Est-ce que je sais encore écouter mon désir ?
Est-ce que je sais encore écouter cet endroit de moi qui me dit "je veux" ? Est-ce que je sais encore suivre cet élan spontané des enfants ?
Il est là, je sais qu'il est là, mais parfois je doute. Parfois, je me raisonne. Parfois, je réfléchis, j'analyse, et je me dis qu'il se trompe sans doute, que ce n'est pas clair, que je n'ai pas de véritable bonne raison.
Aujourd'hui, je me sens confus. La boussole de mon désir semble démagnétisée. C'est ce que je me dis. C'est ce que ma tête me dit.
Peut-être au contraire est-elle parfaitement fonctionnelle. Peut-être me dit-elle exactement ce que j'ai besoin de savoir.
L'aiguille ne reste pas en place. Elle tourne dans un sens et puis dans un autre. Elle refuse de fixer clairement une direction. Ou plutôt elle refuse de fixer la direction que je tente d'emprunter.
Car c'est ça dont il s'agit. J'essaye un chemin. Je m'y aventure en me disant "on verra bien". En me disant "je ne peux pas savoir à l'avance" et "je dois expérimenter avant d'avoir un avis". Ça me semble assez sain comme raisonnement. Ça me semble assez adulte.
Et dans le même temps, j'entends très clairement un coin de mon corps qui me dit non. Qui me dit que c'est peine perdue. Que ça ne va nulle part. Que c'est une impasse dans laquelle je m'entête parce que j'ai peur. Parce que j'ai peur des conséquences. Parce que j'ai peur de ce que cela implique, de ce que cela signifie, si je n'y vais pas.

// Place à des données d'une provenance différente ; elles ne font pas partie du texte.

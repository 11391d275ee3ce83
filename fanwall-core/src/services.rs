//! Explicit service composition (replaces a globals module).
//!
//! Everything a running daemon needs — the persisted documents, the host
//! sensor registry, and the drive registry view — is owned by one
//! `Services` value built once at boot and threaded through the
//! reconciliation loop and any request handlers, rather than reached for
//! through module-level statics.

use std::collections::HashMap;

use crate::data::{
    ChassisLayoutDoc, DebounceGate, DriveMonitor, FanProfilesDoc, FanServiceStateDoc, FanWall,
    TemperatureSensorsDoc,
};
use crate::data::persistence;
use crate::drives::DriveRegistry;
use crate::error::Result;
use crate::sensors::SensorRegistry;

/// Everything loaded from disk at boot, held in memory and debounce-saved
/// back on change.
pub struct Services {
    pub chassis_layout: ChassisLayoutDoc,
    pub fan_profiles: FanProfilesDoc,
    pub temperature_sensors: TemperatureSensorsDoc,
    pub fan_service_state: FanServiceStateDoc,

    pub sensor_registry: SensorRegistry,
    pub drive_registry: DriveRegistry,

    chassis_dirty: DebounceGate,
    fan_profiles_dirty: DebounceGate,
    temperature_sensors_dirty: DebounceGate,
    fan_service_state_dirty: DebounceGate,
}

impl Services {
    /// Loads all four documents (applying any pending migration), and
    /// starts fresh sensor/drive registries. Call [`Services::bootstrap`]
    /// next to populate the sensor registry before the first tick.
    pub fn load() -> Result<Self> {
        Ok(Self {
            chassis_layout: persistence::load_chassis_layout()?,
            fan_profiles: persistence::load_fan_profiles()?,
            temperature_sensors: persistence::load_temperature_sensors()?,
            fan_service_state: persistence::load_fan_service_state()?,
            sensor_registry: SensorRegistry::new(),
            drive_registry: DriveRegistry::new(),
            chassis_dirty: DebounceGate::default(),
            fan_profiles_dirty: DebounceGate::default(),
            temperature_sensors_dirty: DebounceGate::default(),
            fan_service_state_dirty: DebounceGate::default(),
        })
    }

    /// Forces the first sensor enumeration so reads immediately after
    /// boot aren't empty.
    pub fn bootstrap(&mut self) {
        self.sensor_registry.refresh(true);
    }

    pub fn fan_walls(&self) -> impl Iterator<Item = &FanWall> {
        self.fan_service_state.fan_walls.values()
    }

    pub fn drive_monitors(&self) -> &HashMap<String, DriveMonitor> {
        &self.temperature_sensors.drive_monitors
    }

    pub fn mark_chassis_dirty(&mut self) {
        self.chassis_dirty.mark_dirty();
    }

    pub fn mark_fan_profiles_dirty(&mut self) {
        self.fan_profiles_dirty.mark_dirty();
    }

    pub fn mark_temperature_sensors_dirty(&mut self) {
        self.temperature_sensors_dirty.mark_dirty();
    }

    pub fn mark_fan_service_state_dirty(&mut self) {
        self.fan_service_state_dirty.mark_dirty();
    }

    /// Polls all four debounce gates, writing out any document whose
    /// window has elapsed. Call once per scheduler tick.
    pub fn flush_dirty(&mut self) -> Result<()> {
        if self.chassis_dirty.poll() {
            persistence::save_chassis_layout(&self.chassis_layout)?;
        }
        if self.fan_profiles_dirty.poll() {
            persistence::save_fan_profiles(&self.fan_profiles)?;
        }
        if self.temperature_sensors_dirty.poll() {
            persistence::save_temperature_sensors(&self.temperature_sensors)?;
        }
        if self.fan_service_state_dirty.poll() {
            persistence::save_fan_service_state(&self.fan_service_state)?;
        }
        Ok(())
    }
}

En écrivant ces mots, mon souffle devient plus court, mes battements de coeur s'affolent un peu. Mon corps me parle très clairement.
J'ai peur.
Et je prends une décision, guidé par la peur. Où cela peut-il conduire ? A quelle issue satisfaisante cela peut-il me mener ? A quelle issue heureuse ?
Je ne veux pas. Ce n'est pas de l'absence de désir, ça. Ce n'est pas un non désir. C'est une limite, c'est une frontière. Je ne veux pas.
Je sais aussi à quel point j'ai du mal parfois à voir mes limites. A quel point j'ai du mal, quand je les vois, à les prononcer, à les partager, à les affirmer.
Là aussi, de la peur. J'ai peur de décevoir. J'ai peur de faire mal. J'ai peur d'être moins aimé. J'ai peur d'être pointé du doigt, d'être rejeté, d'être abandonné.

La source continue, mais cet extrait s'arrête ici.